I’m a laparoscopic surgeon for 25 + years; done 3,000 + lap-surgeries; and do about 200 + every year.
Lap-surgeries I do are: total hysterectomy (TLH); myomectomy; cystectomy; recanalization; prolapse repair. And hysteroscopic tubal cannulation; myomectomy; and synthiolysis.
Lap-surgery is a non-intuitive motor skill that is difficult to learn. The surgeon must strive hard to master this technology. Success of a surgery has “significant and positive correlation with surgeon experience.” And though “Quantity alone is not a guarantee of quality,it is an indication of competency,”
So do ask your surgeon how many lap-surgeries she has done; and how many she does every year (minimum recommended is 50 per year).
All gynecologic-surgery can be done with laparoscope.

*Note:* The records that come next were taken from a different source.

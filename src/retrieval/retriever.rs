use std::sync::Arc;

use serde::Serialize;
use tracing::{info, instrument, warn};

use super::candidate::Candidate;
use super::confidence::{Confidence, ConfidenceThresholds};
use super::embedder::QueryEmbedder;
use super::error::RetrievalError;
use super::fallback::{Attempt, FilterUsed, choose_attempt, should_retry_unfiltered};
use super::reranker::CrossEncoderReranker;
use crate::cache::{EmbeddingCache, RerankCache};
use crate::constants::{
    DEFAULT_COLLECTION_NAME, DEFAULT_EMBED_CACHE_CAPACITY, DEFAULT_RERANK_CACHE_CAPACITY,
    DEFAULT_RERANK_TOP_N, DEFAULT_RETRIEVAL_TOP_K,
};
use crate::embedding::{CrossEncoderModel, EmbeddingModel};
use crate::vectordb::{VectorIndex, normalize_airline};

const WARMUP_TEXT: &str = "warmup";

#[derive(Debug, Clone)]
pub struct RetrieverConfig {
    pub collection: String,
    /// Stage-one candidate count.
    pub top_k: usize,
    /// Results kept after reranking.
    pub top_n: usize,
    pub thresholds: ConfidenceThresholds,
    pub embed_cache_capacity: usize,
    pub rerank_cache_capacity: usize,
}

impl Default for RetrieverConfig {
    fn default() -> Self {
        Self {
            collection: DEFAULT_COLLECTION_NAME.to_string(),
            top_k: DEFAULT_RETRIEVAL_TOP_K,
            top_n: DEFAULT_RERANK_TOP_N,
            thresholds: ConfidenceThresholds::default(),
            embed_cache_capacity: DEFAULT_EMBED_CACHE_CAPACITY,
            rerank_cache_capacity: DEFAULT_RERANK_CACHE_CAPACITY,
        }
    }
}

impl RetrieverConfig {
    pub fn with_collection(mut self, collection: impl Into<String>) -> Self {
        self.collection = collection.into();
        self
    }

    pub fn with_top_k(mut self, top_k: usize) -> Self {
        self.top_k = top_k;
        self
    }

    pub fn with_top_n(mut self, top_n: usize) -> Self {
        self.top_n = top_n;
        self
    }

    pub fn with_cache_capacities(mut self, embed: usize, rerank: usize) -> Self {
        self.embed_cache_capacity = embed;
        self.rerank_cache_capacity = rerank;
        self
    }

    pub fn validate(&self) -> Result<(), RetrievalError> {
        let invalid = |reason: &str| RetrievalError::InvalidConfig {
            reason: reason.to_string(),
        };

        if self.collection.trim().is_empty() {
            return Err(invalid("collection name cannot be empty"));
        }
        if self.top_k == 0 {
            return Err(invalid("top_k must be > 0"));
        }
        if self.top_n == 0 {
            return Err(invalid("top_n must be > 0"));
        }
        if self.top_n > self.top_k {
            return Err(invalid("top_n cannot exceed top_k"));
        }
        if !(0.0..=1.0).contains(&self.thresholds.floor) {
            return Err(invalid("confidence floor must be within [0, 1]"));
        }
        Ok(())
    }
}

/// Ordered citable evidence for one query.
#[derive(Debug, Clone, Serialize)]
pub struct SearchOutcome {
    pub candidates: Vec<Candidate>,
    /// Best rerank score, `0.0` when nothing was found.
    pub top_score: f32,
    /// Airline filter that produced `candidates`, `"none"` if unfiltered.
    pub filter_used: FilterUsed,
    confidence: Confidence,
}

impl SearchOutcome {
    fn from_attempt(attempt: Attempt, thresholds: &ConfidenceThresholds) -> Self {
        Self {
            confidence: thresholds.classify(attempt.top_score),
            candidates: attempt.candidates,
            top_score: attempt.top_score,
            filter_used: attempt.filter,
        }
    }

    pub fn confidence(&self) -> Confidence {
        self.confidence
    }

    pub fn is_empty(&self) -> bool {
        self.candidates.is_empty()
    }
}

/// Which components answered the warmup probe.
#[derive(Debug, Clone, Copy, PartialEq, Eq, Serialize)]
pub struct WarmupReport {
    pub embedder_ready: bool,
    pub reranker_ready: bool,
    pub index_ready: bool,
}

impl WarmupReport {
    pub fn all_ready(&self) -> bool {
        self.embedder_ready && self.reranker_ready && self.index_ready
    }
}

/// Two-stage retriever: dense search, cross-encoder rerank, airline fallback.
///
/// All state is owned by the instance; share it behind an `Arc` to serve
/// concurrent searches.
pub struct Retriever<E, R, V> {
    embedder: QueryEmbedder<E>,
    reranker: CrossEncoderReranker<R>,
    index: Arc<V>,
    config: RetrieverConfig,
}

impl<E, R, V> Retriever<E, R, V>
where
    E: EmbeddingModel + 'static,
    R: CrossEncoderModel + 'static,
    V: VectorIndex,
{
    pub fn new(
        embed_model: Arc<E>,
        cross_encoder: Arc<R>,
        index: Arc<V>,
        config: RetrieverConfig,
    ) -> Result<Self, RetrievalError> {
        config.validate()?;

        Ok(Self {
            embedder: QueryEmbedder::new(embed_model, config.embed_cache_capacity),
            reranker: CrossEncoderReranker::new(cross_encoder, config.rerank_cache_capacity),
            index,
            config,
        })
    }

    pub fn config(&self) -> &RetrieverConfig {
        &self.config
    }

    pub fn index(&self) -> &Arc<V> {
        &self.index
    }

    pub fn embedding_cache(&self) -> &EmbeddingCache {
        self.embedder.cache()
    }

    pub fn rerank_cache(&self) -> &RerankCache {
        self.reranker.cache()
    }

    /// Stage one: nearest chunks, ascending by distance.
    ///
    /// The filter is trimmed and lowercased; a blank filter means unfiltered.
    /// A `top_k` of `None` or `0` uses the configured value.
    #[instrument(skip(self, query), fields(query_len = query.len()))]
    pub async fn retrieve(
        &self,
        query: &str,
        top_k: Option<usize>,
        airline_filter: Option<&str>,
    ) -> Result<Vec<Candidate>, RetrievalError> {
        let top_k = top_k.filter(|&k| k > 0).unwrap_or(self.config.top_k);
        let airline = airline_filter.and_then(normalize_airline);

        let vector = self.embedder.embed_query(query).await?;
        let hits = self
            .index
            .search(
                &self.config.collection,
                vector.to_vec(),
                top_k as u64,
                airline.as_deref(),
            )
            .await?;

        Ok(hits.into_iter().map(Candidate::from).collect())
    }

    /// Stage two: see [`CrossEncoderReranker::rerank`]. A `top_n` of `None` or
    /// `0` uses the configured value.
    pub async fn rerank(
        &self,
        query: &str,
        candidates: Vec<Candidate>,
        top_n: Option<usize>,
        exclude_non_citable: bool,
    ) -> Result<Vec<Candidate>, RetrievalError> {
        self.reranker
            .rerank(
                query,
                candidates,
                top_n.filter(|&n| n > 0).unwrap_or(self.config.top_n),
                exclude_non_citable,
            )
            .await
    }

    /// Retrieve, rerank and apply the airline fallback.
    #[instrument(skip(self, query), fields(query_len = query.len()))]
    pub async fn search(
        &self,
        query: &str,
        airline_filter: Option<&str>,
    ) -> Result<SearchOutcome, RetrievalError> {
        let requested = FilterUsed::from_normalized(airline_filter.and_then(normalize_airline));
        let thresholds = &self.config.thresholds;

        let first = self.attempt(query, requested).await?;

        let retry = if should_retry_unfiltered(&first, thresholds) {
            info!(
                filter = %first.filter,
                score = first.top_score,
                floor = thresholds.floor,
                "Filtered search below floor, retrying without airline filter"
            );
            Some(self.attempt(query, FilterUsed::None).await?)
        } else {
            None
        };

        let chosen = choose_attempt(first, retry);
        let outcome = SearchOutcome::from_attempt(chosen, thresholds);

        info!(
            results = outcome.candidates.len(),
            top_score = outcome.top_score,
            filter_used = %outcome.filter_used,
            confidence = %outcome.confidence(),
            "Search complete"
        );

        Ok(outcome)
    }

    async fn attempt(&self, query: &str, filter: FilterUsed) -> Result<Attempt, RetrievalError> {
        let candidates = self.retrieve(query, None, filter.airline()).await?;
        let ranked = self.rerank(query, candidates, None, true).await?;
        Ok(Attempt::new(ranked, filter))
    }

    /// Exercises both models and the index once. Failures are logged, not returned.
    #[instrument(skip(self))]
    pub async fn warmup(&self) -> WarmupReport {
        let (embedder_ready, reranker_ready, index_ready) = tokio::join!(
            self.warm_embedder(),
            self.warm_reranker(),
            self.index.is_ready()
        );

        if !index_ready {
            warn!(collection = %self.config.collection, "Vector index not reachable during warmup");
        }

        let report = WarmupReport {
            embedder_ready,
            reranker_ready,
            index_ready,
        };
        info!(?report, "Warmup finished");
        report
    }

    async fn warm_embedder(&self) -> bool {
        match self.embedder.embed_query(WARMUP_TEXT).await {
            Ok(_) => true,
            Err(e) => {
                warn!(error = %e, "Embedder warmup failed");
                false
            }
        }
    }

    async fn warm_reranker(&self) -> bool {
        let model = Arc::clone(self.reranker.model());
        let result =
            tokio::task::spawn_blocking(move || model.predict(&[(WARMUP_TEXT, WARMUP_TEXT)]))
                .await;

        match result {
            Ok(Ok(_)) => true,
            Ok(Err(e)) => {
                warn!(error = %e, "Reranker warmup failed");
                false
            }
            Err(e) => {
                warn!(error = %e, "Reranker warmup task failed");
                false
            }
        }
    }
}
//! Deferred model construction with an at-most-once guard.
//!
//! Concurrent first callers block on the same initializer; the loser of the race
//! never builds a second copy. A failed load leaves the cell empty so a later
//! call can retry.

use once_cell::sync::OnceCell;
use tracing::{debug, info};

use super::error::EmbeddingError;
use super::model::{CrossEncoderModel, EmbeddingModel};
use super::reranker::RerankerError;

type Loader<M, E> = Box<dyn Fn() -> Result<M, E> + Send + Sync>;

pub struct LazyModel<M, E> {
    label: &'static str,
    cell: OnceCell<M>,
    loader: Loader<M, E>,
}

impl<M, E> LazyModel<M, E> {
    pub fn new<F>(label: &'static str, loader: F) -> Self
    where
        F: Fn() -> Result<M, E> + Send + Sync + 'static,
    {
        Self {
            label,
            cell: OnceCell::new(),
            loader: Box::new(loader),
        }
    }

    /// Returns the model, loading it on first use.
    pub fn get(&self) -> Result<&M, E> {
        if let Some(model) = self.cell.get() {
            return Ok(model);
        }

        self.cell.get_or_try_init(|| {
            info!(model = self.label, "Loading model on first use");
            let model = (self.loader)()?;
            debug!(model = self.label, "Model ready");
            Ok(model)
        })
    }

    pub fn is_loaded(&self) -> bool {
        self.cell.get().is_some()
    }

    pub fn label(&self) -> &'static str {
        self.label
    }
}

impl<M, E> std::fmt::Debug for LazyModel<M, E> {
    fn fmt(&self, f: &mut std::fmt::Formatter<'_>) -> std::fmt::Result {
        f.debug_struct("LazyModel")
            .field("label", &self.label)
            .field("loaded", &self.is_loaded())
            .finish()
    }
}

impl<M: EmbeddingModel> EmbeddingModel for LazyModel<M, EmbeddingError> {
    fn encode(&self, texts: &[&str]) -> Result<Vec<Vec<f32>>, EmbeddingError> {
        self.get()?.encode(texts)
    }
}

impl<M: CrossEncoderModel> CrossEncoderModel for LazyModel<M, RerankerError> {
    fn predict(&self, pairs: &[(&str, &str)]) -> Result<Vec<f32>, RerankerError> {
        self.get()?.predict(pairs)
    }
}

#[cfg(test)]
mod tests {
    use super::*;
    use std::sync::Arc;
    use std::sync::atomic::{AtomicUsize, Ordering};
    use std::thread;
    use std::time::Duration;

    #[test]
    fn test_loads_once_under_concurrent_first_access() {
        let loads = Arc::new(AtomicUsize::new(0));
        let counter = Arc::clone(&loads);
        let lazy: Arc<LazyModel<u32, EmbeddingError>> = Arc::new(LazyModel::new("test", move || {
            counter.fetch_add(1, Ordering::SeqCst);
            thread::sleep(Duration::from_millis(20));
            Ok(7)
        }));

        let handles: Vec<_> = (0..8)
            .map(|_| {
                let lazy = Arc::clone(&lazy);
                thread::spawn(move || *lazy.get().unwrap())
            })
            .collect();

        for handle in handles {
            assert_eq!(handle.join().unwrap(), 7);
        }
        assert_eq!(loads.load(Ordering::SeqCst), 1);
    }

    #[test]
    fn test_failed_load_can_retry() {
        let attempts = Arc::new(AtomicUsize::new(0));
        let counter = Arc::clone(&attempts);
        let lazy: LazyModel<u32, EmbeddingError> = LazyModel::new("flaky", move || {
            if counter.fetch_add(1, Ordering::SeqCst) == 0 {
                Err(EmbeddingError::ModelLoadFailed {
                    reason: "first attempt".to_string(),
                })
            } else {
                Ok(1)
            }
        });

        assert!(lazy.get().is_err());
        assert!(!lazy.is_loaded());
        assert_eq!(*lazy.get().unwrap(), 1);
        assert!(lazy.is_loaded());
    }
}
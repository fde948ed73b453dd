/*! Table assembly

Merges the sinks listed in a [Manifest] into one [UnifiedTable].

- Sinks are processed in sorted pair order.
- Each sink line gives a target-language row.
- When the source language is requested too, source-language rows are added following [SourceRows].

Within a sink, target rows come first, then source rows, both in file order.
!*/
use std::collections::HashSet;

use log::{debug, info};

use crate::{
    error::Error,
    io::{Manifest, ManifestEntry, SinkReader, TableRow, UnifiedTable},
    lang::LangPair,
};

/// Which sinks provide source-language rows.
#[derive(Debug, Clone, Copy, PartialEq, Eq)]
pub enum SourceRows {
    /// Only the first sink (in sorted pair order).
    ///
    /// For corpora where every pair is read from the same aligned rows, source sentences
    /// of the different sinks largely overlap, and a single one stands for all.
    Representative,
    /// Every sink. Corpora deduplicating both sides never share a source sentence between sinks.
    PerSink,
}

pub struct Assembler<'a> {
    manifest: &'a Manifest,
    pairs: Vec<LangPair>,
    include_source: bool,
    source_rows: SourceRows,
}

impl<'a> Assembler<'a> {
    /// Assemble the sinks of `pairs` (other manifest entries are ignored).
    pub fn new(
        manifest: &'a Manifest,
        pairs: &[LangPair],
        include_source: bool,
        source_rows: SourceRows,
    ) -> Self {
        let mut pairs = pairs.to_vec();
        pairs.sort();
        Self {
            manifest,
            pairs,
            include_source,
            source_rows,
        }
    }

    /// Manifest entries of the session, in sorted order.
    ///
    /// Pairs without an entry (unavailable sources) are skipped.
    fn entries(&self) -> Vec<&'a ManifestEntry> {
        self.pairs
            .iter()
            .filter_map(|pair| {
                let entry = self.manifest.get(pair);
                if entry.is_none() {
                    debug!("[{}] no sink to assemble", pair);
                }
                entry
            })
            .collect()
    }

    pub fn assemble(&self) -> Result<UnifiedTable, Error> {
        let entries = self.entries();
        if entries.is_empty() {
            return Err(Error::Assembly("no sink to assemble".to_string()));
        }

        let mut table = UnifiedTable::default();
        let mut seen_source: HashSet<String> = HashSet::new();

        for (idx, entry) in entries.iter().enumerate() {
            let path = self.manifest.sink_path(entry);
            if !path.exists() {
                return Err(Error::Assembly(format!(
                    "[{}] sink {:?} listed in manifest is missing",
                    entry.pair(),
                    path
                )));
            }

            let with_source = self.include_source
                && match self.source_rows {
                    SourceRows::Representative => idx == 0,
                    SourceRows::PerSink => true,
                };

            let from = entry.corpus.name();
            let mut sources = Vec::new();
            let mut nb_targets = 0;

            for line in SinkReader::open(&path)? {
                let (source, target) = line?;
                table.push(TableRow::new(from, &entry.target_lang, target));
                nb_targets += 1;

                if with_source && !seen_source.contains(&source) {
                    seen_source.insert(source.clone());
                    sources.push(source);
                }
            }

            if nb_targets != entry.count {
                return Err(Error::Assembly(format!(
                    "[{}] manifest announces {} pairs, sink holds {}",
                    entry.pair(),
                    entry.count,
                    nb_targets
                )));
            }

            if with_source {
                info!(
                    "[{}] adding {} {} sentences",
                    entry.pair(),
                    sources.len(),
                    entry.source_lang
                );
            }

            for source in sources {
                table.push(TableRow::new(from, &entry.source_lang, source));
            }
        }

        Ok(table)
    }
}
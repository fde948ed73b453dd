/*! Streaming reader over tab separated corpus archives.

A [RecordStream] is a lazy, forward-only [Iterator] of [RawRecord]s.
It never holds more than one line in memory.

- Malformed lines (wrong field count, unparsable score, invalid UTF-8) are skipped and counted.
- An IO error ends the stream (after being logged).
!*/
use std::{fs::File, io::Read, path::Path};

use flate2::read::MultiGzDecoder;
use log::{debug, warn};

use crate::{error::Error, lang::LangPair};

use super::record::{Columns, RawRecord};

/// On-disk shape of the records of an archive.
#[derive(Debug, Clone, PartialEq, Eq)]
pub enum Layout {
    /// Header row of language codes, one field per language.
    Keyed,
    /// `score\tfirst\tsecond`, text columns in canonical order of the pair.
    Scored(LangPair),
    /// `first\tsecond`, text columns in canonical order of the pair.
    Bilingual(LangPair),
}

pub struct RecordStream<R: Read> {
    label: String,
    layout: Layout,
    columns: Columns,
    arity: usize,
    records: csv::StringRecordsIntoIter<R>,
    nb_read: u64,
    nb_malformed: u64,
    done: bool,
}

impl RecordStream<MultiGzDecoder<File>> {
    /// Open a gzipped archive.
    ///
    /// Any failure here (missing file, unreadable header) makes the archive unusable,
    /// and is reported as [Error::SourceUnavailable].
    pub fn from_path_gzip(path: &Path, layout: Layout, label: &str) -> Result<Self, Error> {
        let unavailable = |reason: String| Error::SourceUnavailable {
            pair: label.to_string(),
            reason,
        };

        let f = File::open(path).map_err(|e| unavailable(format!("{:?}: {}", path, e)))?;
        Self::new(MultiGzDecoder::new(f), layout, label).map_err(|e| match e {
            e @ Error::SourceUnavailable { .. } => e,
            e => unavailable(format!("{:?}: {}", path, e)),
        })
    }
}

impl<R: Read> RecordStream<R> {
    pub fn new(reader: R, layout: Layout, label: &str) -> Result<Self, Error> {
        let mut reader = csv::ReaderBuilder::new()
            .delimiter(b'\t')
            .quoting(false)
            .flexible(true)
            .has_headers(layout == Layout::Keyed)
            .from_reader(reader);

        let (columns, arity) = match &layout {
            Layout::Keyed => {
                let header = reader.headers()?;
                if header.is_empty() {
                    return Err(Error::SourceUnavailable {
                        pair: label.to_string(),
                        reason: "empty header".to_string(),
                    });
                }
                (Columns::from_header(header.iter()), header.len())
            }
            Layout::Scored(pair) => (Columns::canonical(pair), 3),
            Layout::Bilingual(pair) => (Columns::canonical(pair), 2),
        };

        debug!("[{}] opened stream with columns {:?}", label, columns);

        Ok(Self {
            label: label.to_string(),
            layout,
            columns,
            arity,
            records: reader.into_records(),
            nb_read: 0,
            nb_malformed: 0,
            done: false,
        })
    }

    pub fn columns(&self) -> &Columns {
        &self.columns
    }

    /// Number of lines read so far, malformed ones included.
    pub fn nb_read(&self) -> u64 {
        self.nb_read
    }

    pub fn nb_malformed(&self) -> u64 {
        self.nb_malformed
    }

    fn parse(&self, record: &csv::StringRecord) -> Option<RawRecord> {
        if record.len() != self.arity {
            return None;
        }

        match self.layout {
            Layout::Keyed => Some(RawRecord::Keyed(
                record.iter().map(String::from).collect(),
            )),
            Layout::Scored(_) => {
                let score: f64 = record.get(0)?.trim().parse().ok()?;
                if !score.is_finite() {
                    return None;
                }
                Some(RawRecord::Scored {
                    score,
                    first: record.get(1)?.to_string(),
                    second: record.get(2)?.to_string(),
                })
            }
            Layout::Bilingual(_) => Some(RawRecord::Bilingual {
                first: record.get(0)?.to_string(),
                second: record.get(1)?.to_string(),
            }),
        }
    }
}

impl<R: Read> Iterator for RecordStream<R> {
    type Item = RawRecord;

    fn next(&mut self) -> Option<Self::Item> {
        if self.done {
            return None;
        }

        loop {
            let record = match self.records.next() {
                Some(Ok(record)) => record,
                Some(Err(e)) if e.is_io_error() => {
                    warn!("[{}] stream interrupted: {}", self.label, e);
                    self.done = true;
                    return None;
                }
                Some(Err(e)) => {
                    self.nb_read += 1;
                    self.nb_malformed += 1;
                    debug!("[{}] skipping unreadable line: {}", self.label, e);
                    continue;
                }
                None => {
                    self.done = true;
                    return None;
                }
            };

            self.nb_read += 1;
            match self.parse(&record) {
                Some(raw) => return Some(raw),
                None => {
                    self.nb_malformed += 1;
                    debug!(
                        "[{}] skipping malformed line {} ({} fields)",
                        self.label,
                        self.nb_read,
                        record.len()
                    );
                }
            }
        }
    }
}
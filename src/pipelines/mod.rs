//! Pipelines.
//!
//! An extraction session is a [Pipeline] over a [crate::config::SessionConfig]:
//! it reads a corpus, fills the per-pair sinks, assembles and persists the unified table.
mod extract;
#[allow(clippy::module_inception)]
pub mod pipeline;

pub use extract::{Extraction, PairReport, PairStatus, Report};
pub use pipeline::Pipeline;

But just because it can be done, does not mean it should be done. Your surgeon evaluates which surgery – open or laparoscopic – is optimum for you.
Sometimes a case taken up for laparoscopic surgery may have to be converted to open surgery because when the surgeon gets a view inside the body she finds that the problem or anatomy is different than what she expected.
Lapa-surgery is done through small (0.5–1.5 cm) incisions. So healing/recovery time, pain, risk of infection and hospitals stay is lesser, though the surgery-time is longer.
Risks and complications of laparoscopic and open surgery are the same.